**TASK OBJECTIVE**
The required lines are those that contain "determine"; pull them out of the data and copy them.

======== INPUT MATERIAL ========

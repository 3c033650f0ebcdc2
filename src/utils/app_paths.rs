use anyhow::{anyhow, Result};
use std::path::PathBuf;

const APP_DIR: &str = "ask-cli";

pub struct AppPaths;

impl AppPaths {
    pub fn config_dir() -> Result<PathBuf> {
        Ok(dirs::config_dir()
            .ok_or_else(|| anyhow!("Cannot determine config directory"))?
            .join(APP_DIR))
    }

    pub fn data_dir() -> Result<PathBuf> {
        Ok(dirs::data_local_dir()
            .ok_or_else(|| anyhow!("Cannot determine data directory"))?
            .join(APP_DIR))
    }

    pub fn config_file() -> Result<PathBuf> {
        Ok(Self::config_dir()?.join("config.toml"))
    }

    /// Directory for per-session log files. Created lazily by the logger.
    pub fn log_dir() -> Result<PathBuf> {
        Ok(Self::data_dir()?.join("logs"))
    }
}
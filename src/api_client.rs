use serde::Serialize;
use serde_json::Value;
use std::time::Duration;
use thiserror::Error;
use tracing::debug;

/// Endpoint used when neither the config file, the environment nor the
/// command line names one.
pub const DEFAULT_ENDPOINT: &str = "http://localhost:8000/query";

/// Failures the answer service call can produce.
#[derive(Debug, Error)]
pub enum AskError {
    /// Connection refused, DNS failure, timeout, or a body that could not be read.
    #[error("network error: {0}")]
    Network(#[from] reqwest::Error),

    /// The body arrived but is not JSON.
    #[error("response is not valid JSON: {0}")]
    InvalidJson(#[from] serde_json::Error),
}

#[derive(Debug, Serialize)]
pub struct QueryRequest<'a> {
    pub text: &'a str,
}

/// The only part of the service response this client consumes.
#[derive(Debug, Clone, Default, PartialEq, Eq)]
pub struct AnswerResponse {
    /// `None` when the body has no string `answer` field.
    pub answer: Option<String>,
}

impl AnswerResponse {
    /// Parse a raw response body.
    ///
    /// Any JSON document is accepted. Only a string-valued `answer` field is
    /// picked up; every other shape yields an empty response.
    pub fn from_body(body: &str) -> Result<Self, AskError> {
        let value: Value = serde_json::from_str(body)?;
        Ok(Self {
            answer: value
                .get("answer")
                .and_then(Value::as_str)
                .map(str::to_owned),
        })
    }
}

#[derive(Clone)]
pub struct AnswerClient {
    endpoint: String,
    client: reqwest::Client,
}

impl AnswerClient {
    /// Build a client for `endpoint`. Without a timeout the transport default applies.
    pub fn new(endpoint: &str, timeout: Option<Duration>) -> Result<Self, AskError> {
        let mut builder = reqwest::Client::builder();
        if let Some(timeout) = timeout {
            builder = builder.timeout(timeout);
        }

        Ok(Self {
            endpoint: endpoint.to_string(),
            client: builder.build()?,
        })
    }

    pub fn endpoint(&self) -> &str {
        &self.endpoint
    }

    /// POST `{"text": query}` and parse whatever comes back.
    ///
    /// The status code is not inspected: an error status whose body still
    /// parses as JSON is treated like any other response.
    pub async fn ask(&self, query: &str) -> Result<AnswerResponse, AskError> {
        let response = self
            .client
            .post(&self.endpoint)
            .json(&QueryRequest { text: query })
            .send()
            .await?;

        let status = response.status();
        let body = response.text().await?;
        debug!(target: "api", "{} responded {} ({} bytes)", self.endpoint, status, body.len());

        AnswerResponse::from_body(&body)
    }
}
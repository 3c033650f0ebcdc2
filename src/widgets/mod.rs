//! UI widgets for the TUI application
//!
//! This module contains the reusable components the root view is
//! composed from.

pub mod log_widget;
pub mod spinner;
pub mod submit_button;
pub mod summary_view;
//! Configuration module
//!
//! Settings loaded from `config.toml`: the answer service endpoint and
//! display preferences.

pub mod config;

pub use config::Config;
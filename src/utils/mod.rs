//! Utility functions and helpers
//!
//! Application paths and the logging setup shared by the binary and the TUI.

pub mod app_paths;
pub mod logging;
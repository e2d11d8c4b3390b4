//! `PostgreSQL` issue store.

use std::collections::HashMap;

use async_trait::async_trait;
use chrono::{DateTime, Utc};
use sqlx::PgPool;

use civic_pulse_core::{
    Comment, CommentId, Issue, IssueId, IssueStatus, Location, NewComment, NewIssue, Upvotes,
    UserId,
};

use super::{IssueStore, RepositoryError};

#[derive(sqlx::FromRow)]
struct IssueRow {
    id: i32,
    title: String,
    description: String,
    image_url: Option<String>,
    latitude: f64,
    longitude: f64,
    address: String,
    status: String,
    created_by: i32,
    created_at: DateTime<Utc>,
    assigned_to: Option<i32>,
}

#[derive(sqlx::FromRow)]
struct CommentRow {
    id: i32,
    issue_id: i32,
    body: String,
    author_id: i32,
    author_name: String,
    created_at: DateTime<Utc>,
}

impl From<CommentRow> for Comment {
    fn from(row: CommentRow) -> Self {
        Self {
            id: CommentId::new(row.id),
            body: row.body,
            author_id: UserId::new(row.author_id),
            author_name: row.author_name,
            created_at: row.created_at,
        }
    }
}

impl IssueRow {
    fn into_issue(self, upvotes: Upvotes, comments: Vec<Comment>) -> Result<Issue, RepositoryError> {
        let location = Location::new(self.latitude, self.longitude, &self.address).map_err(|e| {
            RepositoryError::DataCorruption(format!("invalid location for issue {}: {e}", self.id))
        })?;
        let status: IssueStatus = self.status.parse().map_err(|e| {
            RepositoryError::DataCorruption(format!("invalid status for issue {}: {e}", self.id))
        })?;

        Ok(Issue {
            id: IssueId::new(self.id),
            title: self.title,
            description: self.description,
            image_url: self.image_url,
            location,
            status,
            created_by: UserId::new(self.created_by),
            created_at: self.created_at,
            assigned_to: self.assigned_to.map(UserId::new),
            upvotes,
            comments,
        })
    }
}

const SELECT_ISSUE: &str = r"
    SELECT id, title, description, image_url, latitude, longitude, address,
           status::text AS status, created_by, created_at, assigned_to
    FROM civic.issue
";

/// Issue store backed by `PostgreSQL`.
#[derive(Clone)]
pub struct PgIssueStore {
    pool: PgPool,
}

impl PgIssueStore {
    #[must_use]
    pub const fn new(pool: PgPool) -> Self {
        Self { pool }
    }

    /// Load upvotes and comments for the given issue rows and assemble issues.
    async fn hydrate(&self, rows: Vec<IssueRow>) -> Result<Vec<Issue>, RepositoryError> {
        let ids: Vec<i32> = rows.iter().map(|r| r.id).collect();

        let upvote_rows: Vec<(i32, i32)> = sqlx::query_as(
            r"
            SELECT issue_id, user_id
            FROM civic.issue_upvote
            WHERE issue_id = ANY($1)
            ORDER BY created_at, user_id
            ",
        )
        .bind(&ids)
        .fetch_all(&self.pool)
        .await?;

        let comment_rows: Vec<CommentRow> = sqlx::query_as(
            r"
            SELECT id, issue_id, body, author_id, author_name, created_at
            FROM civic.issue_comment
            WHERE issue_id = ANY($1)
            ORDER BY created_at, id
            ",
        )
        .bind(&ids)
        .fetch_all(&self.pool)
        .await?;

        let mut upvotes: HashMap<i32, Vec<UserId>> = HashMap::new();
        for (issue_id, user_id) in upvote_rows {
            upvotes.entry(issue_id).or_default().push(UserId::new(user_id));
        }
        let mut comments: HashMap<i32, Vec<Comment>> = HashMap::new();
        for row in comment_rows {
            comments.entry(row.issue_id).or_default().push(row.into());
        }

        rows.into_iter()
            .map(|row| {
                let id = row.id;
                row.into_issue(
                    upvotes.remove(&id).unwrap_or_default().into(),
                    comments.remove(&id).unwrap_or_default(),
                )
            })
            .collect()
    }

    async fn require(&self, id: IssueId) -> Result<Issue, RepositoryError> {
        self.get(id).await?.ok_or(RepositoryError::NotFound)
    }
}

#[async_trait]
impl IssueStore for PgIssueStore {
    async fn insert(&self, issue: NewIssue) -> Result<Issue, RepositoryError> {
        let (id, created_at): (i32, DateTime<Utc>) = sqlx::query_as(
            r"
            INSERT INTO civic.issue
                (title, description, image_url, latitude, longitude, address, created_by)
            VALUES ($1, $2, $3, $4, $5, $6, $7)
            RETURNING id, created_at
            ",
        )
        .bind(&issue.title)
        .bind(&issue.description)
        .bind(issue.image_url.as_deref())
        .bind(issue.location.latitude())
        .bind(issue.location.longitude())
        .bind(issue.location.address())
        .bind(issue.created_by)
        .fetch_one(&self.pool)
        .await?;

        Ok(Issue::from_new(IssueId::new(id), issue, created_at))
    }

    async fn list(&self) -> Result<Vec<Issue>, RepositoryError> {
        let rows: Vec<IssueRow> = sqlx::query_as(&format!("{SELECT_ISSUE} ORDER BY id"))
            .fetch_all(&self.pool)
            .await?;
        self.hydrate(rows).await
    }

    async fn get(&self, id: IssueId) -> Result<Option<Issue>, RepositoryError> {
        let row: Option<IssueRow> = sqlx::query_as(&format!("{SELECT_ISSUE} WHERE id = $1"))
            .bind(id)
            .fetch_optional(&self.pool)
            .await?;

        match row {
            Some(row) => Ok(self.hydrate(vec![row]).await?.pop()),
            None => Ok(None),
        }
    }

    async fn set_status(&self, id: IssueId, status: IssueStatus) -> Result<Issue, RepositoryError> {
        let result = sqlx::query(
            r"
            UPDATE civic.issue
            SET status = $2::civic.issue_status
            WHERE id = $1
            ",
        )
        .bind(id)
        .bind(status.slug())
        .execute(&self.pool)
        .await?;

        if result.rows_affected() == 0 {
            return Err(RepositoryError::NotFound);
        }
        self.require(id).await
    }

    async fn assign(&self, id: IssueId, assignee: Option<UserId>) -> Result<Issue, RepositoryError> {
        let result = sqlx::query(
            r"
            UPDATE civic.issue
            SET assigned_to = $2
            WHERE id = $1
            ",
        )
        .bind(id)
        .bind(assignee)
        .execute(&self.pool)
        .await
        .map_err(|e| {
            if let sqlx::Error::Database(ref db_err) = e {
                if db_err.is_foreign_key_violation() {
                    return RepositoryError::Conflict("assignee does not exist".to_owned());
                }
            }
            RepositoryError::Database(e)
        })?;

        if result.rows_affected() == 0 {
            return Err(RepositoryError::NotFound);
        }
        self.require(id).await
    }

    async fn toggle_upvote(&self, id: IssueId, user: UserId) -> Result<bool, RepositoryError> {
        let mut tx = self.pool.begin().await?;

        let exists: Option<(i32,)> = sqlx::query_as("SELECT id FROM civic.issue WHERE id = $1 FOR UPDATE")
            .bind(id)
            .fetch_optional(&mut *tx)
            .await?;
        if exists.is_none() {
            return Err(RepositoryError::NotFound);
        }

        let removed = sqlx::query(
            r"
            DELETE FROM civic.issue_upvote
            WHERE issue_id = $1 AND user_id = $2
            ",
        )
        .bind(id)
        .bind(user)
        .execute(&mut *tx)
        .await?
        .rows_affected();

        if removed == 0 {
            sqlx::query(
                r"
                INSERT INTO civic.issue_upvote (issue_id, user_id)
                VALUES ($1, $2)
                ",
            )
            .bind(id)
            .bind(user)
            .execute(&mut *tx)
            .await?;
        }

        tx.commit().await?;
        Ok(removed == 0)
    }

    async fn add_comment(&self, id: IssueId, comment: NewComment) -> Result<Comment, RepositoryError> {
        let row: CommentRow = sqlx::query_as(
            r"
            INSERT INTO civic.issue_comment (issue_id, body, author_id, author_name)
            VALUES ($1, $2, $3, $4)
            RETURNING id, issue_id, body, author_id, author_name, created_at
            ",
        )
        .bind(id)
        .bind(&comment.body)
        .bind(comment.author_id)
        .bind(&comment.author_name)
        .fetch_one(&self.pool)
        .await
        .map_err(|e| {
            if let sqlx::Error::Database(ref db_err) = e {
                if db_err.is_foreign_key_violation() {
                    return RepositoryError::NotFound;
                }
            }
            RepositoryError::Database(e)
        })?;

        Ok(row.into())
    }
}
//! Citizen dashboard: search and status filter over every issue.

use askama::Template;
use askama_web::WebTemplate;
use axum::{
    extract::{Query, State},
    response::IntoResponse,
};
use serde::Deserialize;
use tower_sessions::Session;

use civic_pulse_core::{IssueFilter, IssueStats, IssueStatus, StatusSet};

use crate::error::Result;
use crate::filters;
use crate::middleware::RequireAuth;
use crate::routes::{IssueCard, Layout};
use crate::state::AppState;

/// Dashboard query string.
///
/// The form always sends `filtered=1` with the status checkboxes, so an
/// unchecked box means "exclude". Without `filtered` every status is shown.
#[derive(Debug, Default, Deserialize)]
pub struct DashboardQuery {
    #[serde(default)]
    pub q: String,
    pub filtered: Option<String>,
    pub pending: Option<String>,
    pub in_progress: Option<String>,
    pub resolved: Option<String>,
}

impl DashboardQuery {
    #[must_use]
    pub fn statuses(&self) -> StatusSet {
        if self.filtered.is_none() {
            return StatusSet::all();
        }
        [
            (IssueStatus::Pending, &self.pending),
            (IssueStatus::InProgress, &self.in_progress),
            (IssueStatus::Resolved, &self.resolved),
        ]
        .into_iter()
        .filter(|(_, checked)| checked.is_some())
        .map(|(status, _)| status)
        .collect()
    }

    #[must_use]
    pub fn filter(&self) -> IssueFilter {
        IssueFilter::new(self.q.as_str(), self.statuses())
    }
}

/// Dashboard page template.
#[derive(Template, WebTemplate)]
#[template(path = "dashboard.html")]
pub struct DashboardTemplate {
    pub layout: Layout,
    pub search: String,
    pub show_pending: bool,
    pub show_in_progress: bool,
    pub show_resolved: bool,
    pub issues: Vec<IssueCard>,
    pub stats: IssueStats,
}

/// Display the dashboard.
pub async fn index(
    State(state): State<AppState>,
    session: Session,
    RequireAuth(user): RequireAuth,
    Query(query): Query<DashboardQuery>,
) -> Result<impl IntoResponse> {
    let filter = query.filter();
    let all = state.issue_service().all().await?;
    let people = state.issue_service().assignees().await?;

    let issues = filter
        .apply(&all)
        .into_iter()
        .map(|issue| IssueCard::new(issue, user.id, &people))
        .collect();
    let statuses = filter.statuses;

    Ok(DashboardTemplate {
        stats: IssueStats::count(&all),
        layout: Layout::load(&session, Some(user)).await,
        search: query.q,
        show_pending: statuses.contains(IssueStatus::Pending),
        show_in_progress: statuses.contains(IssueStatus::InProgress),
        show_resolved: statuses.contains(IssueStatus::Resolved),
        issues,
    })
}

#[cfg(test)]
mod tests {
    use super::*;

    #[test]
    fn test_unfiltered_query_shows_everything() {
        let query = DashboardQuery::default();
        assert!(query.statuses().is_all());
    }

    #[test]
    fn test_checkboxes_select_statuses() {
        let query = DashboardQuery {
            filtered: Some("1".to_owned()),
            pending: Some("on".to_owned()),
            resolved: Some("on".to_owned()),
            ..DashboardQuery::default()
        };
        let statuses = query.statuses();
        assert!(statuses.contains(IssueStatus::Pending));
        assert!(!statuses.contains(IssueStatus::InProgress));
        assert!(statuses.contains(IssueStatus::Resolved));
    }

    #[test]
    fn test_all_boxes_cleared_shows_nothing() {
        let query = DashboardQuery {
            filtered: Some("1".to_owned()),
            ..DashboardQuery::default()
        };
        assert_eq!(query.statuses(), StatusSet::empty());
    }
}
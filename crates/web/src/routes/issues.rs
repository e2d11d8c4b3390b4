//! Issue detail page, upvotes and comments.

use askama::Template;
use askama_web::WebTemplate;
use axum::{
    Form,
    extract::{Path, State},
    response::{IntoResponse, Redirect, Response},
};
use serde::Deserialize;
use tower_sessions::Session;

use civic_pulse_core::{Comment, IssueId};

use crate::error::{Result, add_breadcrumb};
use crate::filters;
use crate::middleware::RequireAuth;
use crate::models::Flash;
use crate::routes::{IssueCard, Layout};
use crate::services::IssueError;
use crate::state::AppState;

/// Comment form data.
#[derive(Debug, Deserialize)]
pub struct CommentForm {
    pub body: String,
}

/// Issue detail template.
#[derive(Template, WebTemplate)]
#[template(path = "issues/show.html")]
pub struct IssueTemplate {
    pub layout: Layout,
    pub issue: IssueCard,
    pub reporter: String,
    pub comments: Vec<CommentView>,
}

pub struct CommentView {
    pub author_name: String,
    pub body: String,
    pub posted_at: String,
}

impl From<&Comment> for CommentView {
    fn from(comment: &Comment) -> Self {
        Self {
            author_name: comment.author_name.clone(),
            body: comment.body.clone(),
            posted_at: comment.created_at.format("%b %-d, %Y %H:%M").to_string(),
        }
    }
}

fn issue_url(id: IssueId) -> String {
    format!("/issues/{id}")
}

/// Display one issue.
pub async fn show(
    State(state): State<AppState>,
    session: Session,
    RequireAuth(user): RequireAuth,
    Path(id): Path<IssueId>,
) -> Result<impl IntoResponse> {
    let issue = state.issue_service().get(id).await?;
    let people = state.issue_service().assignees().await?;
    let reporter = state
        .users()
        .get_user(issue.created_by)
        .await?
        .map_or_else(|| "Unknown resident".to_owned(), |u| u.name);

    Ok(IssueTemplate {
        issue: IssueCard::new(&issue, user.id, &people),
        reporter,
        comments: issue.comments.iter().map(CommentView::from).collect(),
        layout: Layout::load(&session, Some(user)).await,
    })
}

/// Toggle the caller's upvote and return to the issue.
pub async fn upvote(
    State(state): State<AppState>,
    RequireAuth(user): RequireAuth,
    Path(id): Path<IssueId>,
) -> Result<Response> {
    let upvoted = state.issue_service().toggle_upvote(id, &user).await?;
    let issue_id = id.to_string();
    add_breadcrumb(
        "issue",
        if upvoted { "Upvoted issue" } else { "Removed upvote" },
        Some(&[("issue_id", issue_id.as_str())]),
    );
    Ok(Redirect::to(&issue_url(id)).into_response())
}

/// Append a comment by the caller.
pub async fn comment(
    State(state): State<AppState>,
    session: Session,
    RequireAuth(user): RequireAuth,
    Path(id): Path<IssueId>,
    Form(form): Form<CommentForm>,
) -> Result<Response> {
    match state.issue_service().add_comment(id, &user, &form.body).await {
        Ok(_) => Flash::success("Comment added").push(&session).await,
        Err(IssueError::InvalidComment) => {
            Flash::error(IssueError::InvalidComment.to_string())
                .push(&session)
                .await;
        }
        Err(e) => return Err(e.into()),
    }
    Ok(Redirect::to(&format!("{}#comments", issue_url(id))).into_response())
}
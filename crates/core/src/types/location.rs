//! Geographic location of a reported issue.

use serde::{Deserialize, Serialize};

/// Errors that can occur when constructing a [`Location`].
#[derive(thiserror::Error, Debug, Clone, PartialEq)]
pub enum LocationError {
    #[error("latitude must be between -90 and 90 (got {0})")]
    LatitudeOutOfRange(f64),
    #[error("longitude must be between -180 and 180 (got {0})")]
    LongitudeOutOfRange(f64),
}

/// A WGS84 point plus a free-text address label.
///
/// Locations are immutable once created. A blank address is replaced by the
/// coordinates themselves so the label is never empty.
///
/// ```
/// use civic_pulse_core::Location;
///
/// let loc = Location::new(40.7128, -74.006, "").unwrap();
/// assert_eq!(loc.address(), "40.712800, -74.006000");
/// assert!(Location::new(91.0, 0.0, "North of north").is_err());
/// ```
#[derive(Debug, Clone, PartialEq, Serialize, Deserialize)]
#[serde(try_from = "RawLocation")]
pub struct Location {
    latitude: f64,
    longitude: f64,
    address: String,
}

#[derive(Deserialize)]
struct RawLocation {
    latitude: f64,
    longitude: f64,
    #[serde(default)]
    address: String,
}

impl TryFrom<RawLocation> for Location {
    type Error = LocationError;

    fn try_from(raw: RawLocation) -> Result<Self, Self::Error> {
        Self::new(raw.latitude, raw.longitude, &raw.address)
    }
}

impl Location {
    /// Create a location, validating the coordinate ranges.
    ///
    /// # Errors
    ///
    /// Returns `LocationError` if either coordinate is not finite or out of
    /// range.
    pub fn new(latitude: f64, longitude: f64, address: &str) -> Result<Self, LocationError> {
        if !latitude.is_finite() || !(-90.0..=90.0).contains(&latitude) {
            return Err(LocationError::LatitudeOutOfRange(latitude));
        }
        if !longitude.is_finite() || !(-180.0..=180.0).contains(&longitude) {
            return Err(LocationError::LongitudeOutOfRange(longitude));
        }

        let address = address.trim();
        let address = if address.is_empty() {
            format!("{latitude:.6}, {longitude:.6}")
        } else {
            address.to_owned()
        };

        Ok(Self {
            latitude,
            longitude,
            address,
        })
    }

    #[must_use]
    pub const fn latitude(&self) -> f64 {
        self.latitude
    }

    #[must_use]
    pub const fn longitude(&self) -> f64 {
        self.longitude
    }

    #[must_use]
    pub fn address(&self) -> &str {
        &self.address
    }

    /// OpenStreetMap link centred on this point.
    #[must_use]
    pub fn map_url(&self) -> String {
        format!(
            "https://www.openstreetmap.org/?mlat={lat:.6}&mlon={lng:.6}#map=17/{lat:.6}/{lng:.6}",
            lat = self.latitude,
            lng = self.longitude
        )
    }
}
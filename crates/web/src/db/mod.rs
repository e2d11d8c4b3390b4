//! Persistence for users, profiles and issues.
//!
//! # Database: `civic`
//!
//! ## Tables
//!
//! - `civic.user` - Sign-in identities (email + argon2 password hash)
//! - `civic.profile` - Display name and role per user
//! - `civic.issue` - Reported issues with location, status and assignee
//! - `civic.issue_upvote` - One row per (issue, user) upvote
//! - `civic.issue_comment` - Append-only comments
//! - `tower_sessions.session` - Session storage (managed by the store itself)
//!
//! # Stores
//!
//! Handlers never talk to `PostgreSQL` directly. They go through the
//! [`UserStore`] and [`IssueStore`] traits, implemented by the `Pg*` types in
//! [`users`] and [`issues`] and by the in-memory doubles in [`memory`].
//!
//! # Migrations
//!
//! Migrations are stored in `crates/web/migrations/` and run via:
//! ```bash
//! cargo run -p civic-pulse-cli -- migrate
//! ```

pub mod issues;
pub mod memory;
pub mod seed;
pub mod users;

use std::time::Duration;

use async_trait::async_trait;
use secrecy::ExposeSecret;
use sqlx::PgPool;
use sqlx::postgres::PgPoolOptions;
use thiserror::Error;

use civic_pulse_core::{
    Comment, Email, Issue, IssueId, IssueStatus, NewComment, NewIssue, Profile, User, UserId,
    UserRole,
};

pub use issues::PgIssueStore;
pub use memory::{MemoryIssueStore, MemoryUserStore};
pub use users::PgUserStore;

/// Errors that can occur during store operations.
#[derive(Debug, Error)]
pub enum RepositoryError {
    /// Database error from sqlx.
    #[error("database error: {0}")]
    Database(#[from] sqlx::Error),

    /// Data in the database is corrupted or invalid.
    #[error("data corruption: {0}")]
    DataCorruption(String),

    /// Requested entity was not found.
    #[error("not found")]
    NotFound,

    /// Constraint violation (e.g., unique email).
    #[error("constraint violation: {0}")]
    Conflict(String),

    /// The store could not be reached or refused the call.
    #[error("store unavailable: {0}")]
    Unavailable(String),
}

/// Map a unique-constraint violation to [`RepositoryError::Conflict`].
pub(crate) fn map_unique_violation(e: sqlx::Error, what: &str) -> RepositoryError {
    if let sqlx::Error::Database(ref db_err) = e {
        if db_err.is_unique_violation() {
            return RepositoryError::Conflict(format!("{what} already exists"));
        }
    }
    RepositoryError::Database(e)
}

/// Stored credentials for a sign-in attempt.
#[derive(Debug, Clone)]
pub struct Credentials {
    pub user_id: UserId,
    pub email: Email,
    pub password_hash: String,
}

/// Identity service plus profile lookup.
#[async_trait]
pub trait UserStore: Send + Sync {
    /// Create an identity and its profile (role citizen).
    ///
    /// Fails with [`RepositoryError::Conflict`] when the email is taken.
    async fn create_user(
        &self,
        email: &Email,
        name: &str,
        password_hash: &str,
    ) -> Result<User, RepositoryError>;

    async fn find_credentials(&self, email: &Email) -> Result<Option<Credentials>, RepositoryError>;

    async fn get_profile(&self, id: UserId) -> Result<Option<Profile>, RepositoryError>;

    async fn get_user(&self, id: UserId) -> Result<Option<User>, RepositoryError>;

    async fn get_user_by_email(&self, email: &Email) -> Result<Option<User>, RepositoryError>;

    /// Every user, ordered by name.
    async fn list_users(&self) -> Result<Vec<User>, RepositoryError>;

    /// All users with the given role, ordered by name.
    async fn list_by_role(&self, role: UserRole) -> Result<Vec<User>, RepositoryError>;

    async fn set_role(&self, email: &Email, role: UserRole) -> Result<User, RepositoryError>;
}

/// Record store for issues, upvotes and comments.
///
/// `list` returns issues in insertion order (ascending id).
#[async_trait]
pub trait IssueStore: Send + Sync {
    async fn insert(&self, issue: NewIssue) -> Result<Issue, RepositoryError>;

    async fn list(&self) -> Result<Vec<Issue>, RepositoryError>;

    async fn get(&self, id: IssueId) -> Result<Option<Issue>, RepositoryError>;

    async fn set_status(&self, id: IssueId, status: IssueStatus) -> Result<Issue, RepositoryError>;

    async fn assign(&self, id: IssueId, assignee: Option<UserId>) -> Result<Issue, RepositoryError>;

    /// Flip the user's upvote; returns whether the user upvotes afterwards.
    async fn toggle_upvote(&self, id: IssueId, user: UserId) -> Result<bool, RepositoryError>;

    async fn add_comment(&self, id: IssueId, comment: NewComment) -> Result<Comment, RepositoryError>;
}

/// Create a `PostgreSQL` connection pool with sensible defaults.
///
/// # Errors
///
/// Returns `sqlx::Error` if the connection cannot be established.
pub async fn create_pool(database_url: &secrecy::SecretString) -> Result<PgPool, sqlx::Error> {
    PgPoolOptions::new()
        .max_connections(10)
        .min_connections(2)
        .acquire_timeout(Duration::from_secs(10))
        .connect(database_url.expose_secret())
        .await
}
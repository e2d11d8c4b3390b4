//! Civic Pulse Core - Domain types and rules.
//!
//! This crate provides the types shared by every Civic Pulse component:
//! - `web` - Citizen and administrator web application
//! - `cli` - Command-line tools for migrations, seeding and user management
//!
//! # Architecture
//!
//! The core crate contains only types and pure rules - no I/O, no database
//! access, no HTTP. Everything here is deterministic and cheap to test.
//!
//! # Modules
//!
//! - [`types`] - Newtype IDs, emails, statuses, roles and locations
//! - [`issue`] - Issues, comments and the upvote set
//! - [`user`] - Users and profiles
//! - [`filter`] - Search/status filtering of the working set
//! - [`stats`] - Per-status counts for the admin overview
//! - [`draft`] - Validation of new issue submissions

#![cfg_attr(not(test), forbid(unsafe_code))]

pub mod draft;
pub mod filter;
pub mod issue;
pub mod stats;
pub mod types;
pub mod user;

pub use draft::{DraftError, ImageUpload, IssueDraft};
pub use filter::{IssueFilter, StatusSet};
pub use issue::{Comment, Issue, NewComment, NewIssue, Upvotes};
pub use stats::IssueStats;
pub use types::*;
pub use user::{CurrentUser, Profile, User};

========

**RESPONSE BOX**
            .ok_or_else(|| anyhow!("Cannot determine config directory"))?
            .ok_or_else(|| anyhow!("Cannot determine data directory"))?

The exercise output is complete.